Top of DATA FOR THIS TASK
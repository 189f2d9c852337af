use std::collections::HashMap;
use std::fs;
use std::path::Path;
use std::sync::Mutex;

use serde::{Deserialize, Serialize};
use tracing::debug;

use crate::vfs::url::FileUrl;
use crate::vfs::{VfsError, VfsResult};

// Obfuscation key for stored passwords (NOT real encryption — prevents
// casual viewing only)
const OBFUSCATION_KEY: &[u8] = b"openvfs_credential_v1_key";

/// Obfuscate a string for storage (XOR + base64, prefixed with "enc:")
pub fn obfuscate(plaintext: &str) -> String {
    let xored: Vec<u8> = plaintext
        .as_bytes()
        .iter()
        .enumerate()
        .map(|(i, b)| b ^ OBFUSCATION_KEY[i % OBFUSCATION_KEY.len()])
        .collect();
    use base64::Engine;
    format!("enc:{}", base64::engine::general_purpose::STANDARD.encode(&xored))
}

/// Deobfuscate a stored string (reverse of obfuscate, with plaintext fallback)
pub fn deobfuscate(stored: &str) -> String {
    if let Some(encoded) = stored.strip_prefix("enc:") {
        use base64::Engine;
        if let Ok(xored) = base64::engine::general_purpose::STANDARD.decode(encoded) {
            let plain: Vec<u8> = xored
                .iter()
                .enumerate()
                .map(|(i, b)| b ^ OBFUSCATION_KEY[i % OBFUSCATION_KEY.len()])
                .collect();
            return String::from_utf8(plain).unwrap_or_else(|_| stored.to_string());
        }
    }
    // Fallback: treat as plaintext (backward compatibility)
    stored.to_string()
}

pub(crate) mod obfuscated_string {
    use serde::{self, Deserialize, Deserializer, Serializer};

    use super::{deobfuscate, obfuscate};

    pub fn serialize<S>(value: &str, serializer: S) -> Result<S::Ok, S::Error>
    where
        S: Serializer,
    {
        serializer.serialize_str(&obfuscate(value))
    }

    pub fn deserialize<'de, D>(deserializer: D) -> Result<String, D::Error>
    where
        D: Deserializer<'de>,
    {
        let s = String::deserialize(deserializer)?;
        Ok(deobfuscate(&s))
    }
}

pub(crate) mod obfuscated_option_string {
    use serde::{self, Deserialize, Deserializer, Serializer};

    use super::{deobfuscate, obfuscate};

    pub fn serialize<S>(value: &Option<String>, serializer: S) -> Result<S::Ok, S::Error>
    where
        S: Serializer,
    {
        match value {
            Some(v) => serializer.serialize_some(&obfuscate(v)),
            None => serializer.serialize_none(),
        }
    }

    pub fn deserialize<'de, D>(deserializer: D) -> Result<Option<String>, D::Error>
    where
        D: Deserializer<'de>,
    {
        let opt = Option::<String>::deserialize(deserializer)?;
        Ok(opt.map(|s| deobfuscate(&s)))
    }
}

/// A login/password pair for one remote location.
#[derive(Debug, Clone, PartialEq, Eq, Serialize, Deserialize)]
pub struct Credential {
    pub login: String,
    #[serde(with = "obfuscated_string")]
    pub password: String,
}

impl Credential {
    pub fn new(login: &str, password: &str) -> Self {
        Self {
            login: login.to_string(),
            password: password.to_string(),
        }
    }
}

/// Table mapping normalized locations (credentials stripped) to credentials.
///
/// Lookup tries an exact key first, then falls back to the stored key that
/// is the longest string prefix of the query. When two keys of equal maximal
/// length both match, which one wins is unspecified — it depends on map
/// iteration order and callers must not rely on it.
///
/// The table is shared and mutable from any thread; each operation locks the
/// map, so readers racing a `put` see either the old entry or the new one,
/// never a torn value.
pub struct CredentialStore {
    entries: Mutex<HashMap<String, Credential>>,
}

impl Default for CredentialStore {
    fn default() -> Self {
        Self::new()
    }
}

impl CredentialStore {
    pub fn new() -> Self {
        Self {
            entries: Mutex::new(HashMap::new()),
        }
    }

    fn lock(&self) -> std::sync::MutexGuard<'_, HashMap<String, Credential>> {
        self.entries.lock().unwrap_or_else(|e| e.into_inner())
    }

    /// Upserts the credential for a normalized location key.
    pub fn put(&self, key: &str, credential: Credential) {
        debug!(key, login = %credential.login, "storing credential");
        self.lock().insert(key.to_string(), credential);
    }

    /// Exact match first, then the longest stored key that prefixes `key`.
    pub fn get(&self, key: &str) -> Option<Credential> {
        let entries = self.lock();
        if let Some(found) = entries.get(key) {
            return Some(found.clone());
        }

        let mut best: Option<(&String, &Credential)> = None;
        for (stored_key, credential) in entries.iter() {
            if key.starts_with(stored_key.as_str()) {
                match best {
                    Some((best_key, _)) if stored_key.len() <= best_key.len() => {}
                    _ => best = Some((stored_key, credential)),
                }
            }
        }
        best.map(|(_, c)| c.clone())
    }

    /// Removes the entry under exactly this key. Prefix matches are not
    /// touched.
    pub fn remove(&self, key: &str) {
        self.lock().remove(key);
    }

    pub fn is_empty(&self) -> bool {
        self.lock().is_empty()
    }

    /// Observe-and-learn step used when resolving a location:
    /// a URL that carries embedded credentials has them recorded under its
    /// stripped key; a URL without credentials gets the best stored match
    /// injected, if any.
    pub fn authenticate(&self, url: &mut FileUrl) {
        let key = url.normalized();
        if let (Some(login), password) = (url.login(), url.password()) {
            self.put(&key, Credential::new(login, password.unwrap_or("")));
        } else if let Some(found) = self.get(&key) {
            url.set_credentials(&found.login, &found.password);
        }
    }

    /// Writes the table to disk; passwords are obfuscated by the serde
    /// adapter. Atomic write pattern: temp file first, then rename.
    pub fn save(&self, path: &Path) -> VfsResult<()> {
        let entries = self.lock().clone();
        let content = serde_json::to_string_pretty(&entries)
            .map_err(|e| VfsError::Other(format!("Failed to encode credentials: {}", e)))?;

        if let Some(parent) = path.parent() {
            if !parent.exists() {
                fs::create_dir_all(parent)?;
            }
        }
        let temp_path = path.with_extension("json.tmp");
        fs::write(&temp_path, &content)?;
        fs::rename(&temp_path, path)?;

        #[cfg(unix)]
        {
            use std::os::unix::fs::PermissionsExt;
            let perms = fs::Permissions::from_mode(0o600);
            let _ = fs::set_permissions(path, perms);
        }
        Ok(())
    }

    /// Loads a previously saved table, replacing the current contents.
    pub fn load(&self, path: &Path) -> VfsResult<()> {
        let content = fs::read_to_string(path)?;
        let loaded: HashMap<String, Credential> = serde_json::from_str(&content)
            .map_err(|e| VfsError::Other(format!("Invalid credentials file: {}", e)))?;
        *self.lock() = loaded;
        Ok(())
    }
}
Bottom of DATA FOR THIS TASK
AIM OF THE TASK:
Copy out the entire listing exactly.

EXERCISE RESPONSE:
repository 189f2d9c852337af
use std::collections::HashMap;
use std::fs;
use std::path::Path;
use std::sync::Mutex;

use serde::{Deserialize, Serialize};
use tracing::debug;

use crate::vfs::url::FileUrl;
use crate::vfs::{VfsError, VfsResult};

// Obfuscation key for stored passwords (NOT real encryption — prevents
// casual viewing only)
const OBFUSCATION_KEY: &[u8] = b"openvfs_credential_v1_key";

/// Obfuscate a string for storage (XOR + base64, prefixed with "enc:")
pub fn obfuscate(plaintext: &str) -> String {
    let xored: Vec<u8> = plaintext
        .as_bytes()
        .iter()
        .enumerate()
        .map(|(i, b)| b ^ OBFUSCATION_KEY[i % OBFUSCATION_KEY.len()])
        .collect();
    use base64::Engine;
    format!("enc:{}", base64::engine::general_purpose::STANDARD.encode(&xored))
}

/// Deobfuscate a stored string (reverse of obfuscate, with plaintext fallback)
pub fn deobfuscate(stored: &str) -> String {
    if let Some(encoded) = stored.strip_prefix("enc:") {
        use base64::Engine;
        if let Ok(xored) = base64::engine::general_purpose::STANDARD.decode(encoded) {
            let plain: Vec<u8> = xored
                .iter()
                .enumerate()
                .map(|(i, b)| b ^ OBFUSCATION_KEY[i % OBFUSCATION_KEY.len()])
                .collect();
            return String::from_utf8(plain).unwrap_or_else(|_| stored.to_string());
        }
    }
    // Fallback: treat as plaintext (backward compatibility)
    stored.to_string()
}

pub(crate) mod obfuscated_string {
    use serde::{self, Deserialize, Deserializer, Serializer};

    use super::{deobfuscate, obfuscate};

    pub fn serialize<S>(value: &str, serializer: S) -> Result<S::Ok, S::Error>
    where
        S: Serializer,
    {
        serializer.serialize_str(&obfuscate(value))
    }

    pub fn deserialize<'de, D>(deserializer: D) -> Result<String, D::Error>
    where
        D: Deserializer<'de>,
    {
        let s = String::deserialize(deserializer)?;
        Ok(deobfuscate(&s))
    }
}

pub(crate) mod obfuscated_option_string {
    use serde::{self, Deserialize, Deserializer, Serializer};

    use super::{deobfuscate, obfuscate};

    pub fn serialize<S>(value: &Option<String>, serializer: S) -> Result<S::Ok, S::Error>
    where
        S: Serializer,
    {
        match value {
            Some(v) => serializer.serialize_some(&obfuscate(v)),
            None => serializer.serialize_none(),
        }
    }

    pub fn deserialize<'de, D>(deserializer: D) -> Result<Option<String>, D::Error>
    where
        D: Deserializer<'de>,
    {
        let opt = Option::<String>::deserialize(deserializer)?;
        Ok(opt.map(|s| deobfuscate(&s)))
    }
}

/// A login/password pair for one remote location.
#[derive(Debug, Clone, PartialEq, Eq, Serialize, Deserialize)]
pub struct Credential {
    pub login: String,
    #[serde(with = "obfuscated_string")]
    pub password: String,
}

impl Credential {
    pub fn new(login: &str, password: &str) -> Self {
        Self {
            login: login.to_string(),
            password: password.to_string(),
        }
    }
}

/// Table mapping normalized locations (credentials stripped) to credentials.
///
/// Lookup tries an exact key first, then falls back to the stored key that
/// is the longest string prefix of the query. When two keys of equal maximal
/// length both match, which one wins is unspecified — it depends on map
/// iteration order and callers must not rely on it.
///
/// The table is shared and mutable from any thread; each operation locks the
/// map, so readers racing a `put` see either the old entry or the new one,
/// never a torn value.
pub struct CredentialStore {
    entries: Mutex<HashMap<String, Credential>>,
}

impl Default for CredentialStore {
    fn default() -> Self {
        Self::new()
    }
}

impl CredentialStore {
    pub fn new() -> Self {
        Self {
            entries: Mutex::new(HashMap::new()),
        }
    }

    fn lock(&self) -> std::sync::MutexGuard<'_, HashMap<String, Credential>> {
        self.entries.lock().unwrap_or_else(|e| e.into_inner())
    }

    /// Upserts the credential for a normalized location key.
    pub fn put(&self, key: &str, credential: Credential) {
        debug!(key, login = %credential.login, "storing credential");
        self.lock().insert(key.to_string(), credential);
    }

    /// Exact match first, then the longest stored key that prefixes `key`.
    pub fn get(&self, key: &str) -> Option<Credential> {
        let entries = self.lock();
        if let Some(found) = entries.get(key) {
            return Some(found.clone());
        }

        let mut best: Option<(&String, &Credential)> = None;
        for (stored_key, credential) in entries.iter() {
            if key.starts_with(stored_key.as_str()) {
                match best {
                    Some((best_key, _)) if stored_key.len() <= best_key.len() => {}
                    _ => best = Some((stored_key, credential)),
                }
            }
        }
        best.map(|(_, c)| c.clone())
    }

    /// Removes the entry under exactly this key. Prefix matches are not
    /// touched.
    pub fn remove(&self, key: &str) {
        self.lock().remove(key);
    }

    pub fn is_empty(&self) -> bool {
        self.lock().is_empty()
    }

    /// Observe-and-learn step used when resolving a location:
    /// a URL that carries embedded credentials has them recorded under its
    /// stripped key; a URL without credentials gets the best stored match
    /// injected, if any.
    pub fn authenticate(&self, url: &mut FileUrl) {
        let key = url.normalized();
        if let (Some(login), password) = (url.login(), url.password()) {
            self.put(&key, Credential::new(login, password.unwrap_or("")));
        } else if let Some(found) = self.get(&key) {
            url.set_credentials(&found.login, &found.password);
        }
    }

    /// Writes the table to disk; passwords are obfuscated by the serde
    /// adapter. Atomic write pattern: temp file first, then rename.
    pub fn save(&self, path: &Path) -> VfsResult<()> {
        let entries = self.lock().clone();
        let content = serde_json::to_string_pretty(&entries)
            .map_err(|e| VfsError::Other(format!("Failed to encode credentials: {}", e)))?;

        if let Some(parent) = path.parent() {
            if !parent.exists() {
                fs::create_dir_all(parent)?;
            }
        }
        let temp_path = path.with_extension("json.tmp");
        fs::write(&temp_path, &content)?;
        fs::rename(&temp_path, path)?;

        #[cfg(unix)]
        {
            use std::os::unix::fs::PermissionsExt;
            let perms = fs::Permissions::from_mode(0o600);
            let _ = fs::set_permissions(path, perms);
        }
        Ok(())
    }

    /// Loads a previously saved table, replacing the current contents.
    pub fn load(&self, path: &Path) -> VfsResult<()> {
        let content = fs::read_to_string(path)?;
        let loaded: HashMap<String, Credential> = serde_json::from_str(&content)
            .map_err(|e| VfsError::Other(format!("Invalid credentials file: {}", e)))?;
        *self.lock() = loaded;
        Ok(())
    }
}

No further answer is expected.